BEGIN Records supplied

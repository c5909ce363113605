use anyhow::{Context, Result};
use rusqlite::params;

use super::models::Position;
use super::Db;
use crate::types::{CloseReason, PositionSide, PositionStatus};

impl Db {
    pub async fn insert_position(&self, p: &Position) -> Result<()> {
        let conn = self.conn.lock().await;
        insert_position_conn(&conn, p)?;
        Ok(())
    }

    /// Insert a position as part of an already-open transaction (used by the
    /// trading engine's atomic open-position write).
    pub fn insert_position_tx(tx: &rusqlite::Transaction, p: &Position) -> rusqlite::Result<()> {
        insert_position_conn(tx, p)
    }

    pub async fn get_position(&self, id: &str, owner_id: Option<&str>) -> Result<Option<Position>> {
        let conn = self.conn.lock().await;
        let row = if let Some(owner) = owner_id {
            conn.query_row(&select_sql("WHERE id = ?1 AND owner_id = ?2"), params![id, owner], row_to_position)
        } else {
            conn.query_row(&select_sql("WHERE id = ?1"), params![id], row_to_position)
        };
        match row {
            Ok(p) => Ok(Some(p)),
            Err(rusqlite::Error::QueryReturnedNoRows) => Ok(None),
            Err(e) => Err(e.into()),
        }
    }

    pub async fn list_positions_for_bot(
        &self,
        bot_id: &str,
        owner_id: Option<&str>,
        status: Option<PositionStatus>,
    ) -> Result<Vec<Position>> {
        let conn = self.conn.lock().await;
        let mut out = Vec::new();
        let sql = match (owner_id, status) {
            (Some(_), Some(_)) => select_sql("WHERE bot_id = ?1 AND owner_id = ?2 AND status = ?3 ORDER BY opened_at DESC"),
            (Some(_), None) => select_sql("WHERE bot_id = ?1 AND owner_id = ?2 ORDER BY opened_at DESC"),
            (None, Some(_)) => select_sql("WHERE bot_id = ?1 AND status = ?2 ORDER BY opened_at DESC"),
            (None, None) => select_sql("WHERE bot_id = ?1 ORDER BY opened_at DESC"),
        };
        let mut stmt = conn.prepare_cached(&sql)?;
        let rows = match (owner_id, status) {
            (Some(owner), Some(st)) => stmt.query_map(params![bot_id, owner, st.to_string()], row_to_position)?,
            (Some(owner), None) => stmt.query_map(params![bot_id, owner], row_to_position)?,
            (None, Some(st)) => stmt.query_map(params![bot_id, st.to_string()], row_to_position)?,
            (None, None) => stmt.query_map(params![bot_id], row_to_position)?,
        };
        for row in rows {
            out.push(row?);
        }
        Ok(out)
    }

    pub async fn list_open_positions_for_bot(&self, bot_id: &str) -> Result<Vec<Position>> {
        self.list_positions_for_bot(bot_id, None, Some(PositionStatus::Open)).await
    }

    pub async fn update_unrealized_pnl(&self, id: &str, unrealized_pnl: f64) -> Result<()> {
        let conn = self.conn.lock().await;
        conn.execute(
            "UPDATE positions SET unrealized_pnl = ?1 WHERE id = ?2",
            params![unrealized_pnl, id],
        )
        .context("update unrealized pnl")?;
        Ok(())
    }

    /// Closes a position as part of an already-open transaction.
    pub fn close_position_tx(
        tx: &rusqlite::Transaction,
        id: &str,
        close_reason: CloseReason,
        closed_at: &str,
    ) -> rusqlite::Result<()> {
        tx.execute(
            "UPDATE positions SET status = 'closed', close_reason = ?1, closed_at = ?2 WHERE id = ?3",
            params![close_reason.to_string(), closed_at, id],
        )?;
        Ok(())
    }
}

fn insert_position_conn(conn: &rusqlite::Connection, p: &Position) -> rusqlite::Result<()> {
    conn.execute(
        "INSERT INTO positions (id, owner_id, bot_id, symbol, side, entry_price, size, leverage, liquidation_price, stop_loss, take_profit, unrealized_pnl, status, close_reason, opened_at, closed_at)
         VALUES (?1, ?2, ?3, ?4, ?5, ?6, ?7, ?8, ?9, ?10, ?11, ?12, ?13, ?14, ?15, ?16)",
        params![
            p.id,
            p.owner_id,
            p.bot_id,
            p.symbol,
            p.side.to_string(),
            p.entry_price,
            p.size,
            p.leverage,
            p.liquidation_price,
            p.stop_loss,
            p.take_profit,
            p.unrealized_pnl,
            p.status.to_string(),
            p.close_reason.map(|r| r.to_string()),
            p.opened_at,
            p.closed_at,
        ],
    )?;
    Ok(())
}

fn select_sql(tail: &str) -> String {
    format!(
        "SELECT id, owner_id, bot_id, symbol, side, entry_price, size, leverage, liquidation_price, stop_loss, take_profit, unrealized_pnl, status, close_reason, opened_at, closed_at
         FROM positions {tail}"
    )
}

fn row_to_position(row: &rusqlite::Row) -> rusqlite::Result<Position> {
    let side_str: String = row.get(4)?;
    let status_str: String = row.get(12)?;
    let close_reason_str: Option<String> = row.get(13)?;
    Ok(Position {
        id: row.get(0)?,
        owner_id: row.get(1)?,
        bot_id: row.get(2)?,
        symbol: row.get(3)?,
        side: if side_str == "LONG" { PositionSide::Long } else { PositionSide::Short },
        entry_price: row.get(5)?,
        size: row.get(6)?,
        leverage: row.get(7)?,
        liquidation_price: row.get(8)?,
        stop_loss: row.get(9)?,
        take_profit: row.get(10)?,
        unrealized_pnl: row.get(11)?,
        status: if status_str == "open" { PositionStatus::Open } else { PositionStatus::Closed },
        close_reason: close_reason_str.and_then(|s| match s.as_str() {
            "manual" => Some(CloseReason::Manual),
            "stop_loss" => Some(CloseReason::StopLoss),
            "take_profit" => Some(CloseReason::TakeProfit),
            "liquidated" => Some(CloseReason::Liquidated),
            _ => None,
        }),
        opened_at: row.get(14)?,
        closed_at: row.get(15)?,
    })
}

END Records supplied

- What you have to do
Every line containing the word "part" should be copied from the material.

- Output of the task
    /// Insert a position as part of an already-open transaction (used by the
    /// Closes a position as part of an already-open transaction.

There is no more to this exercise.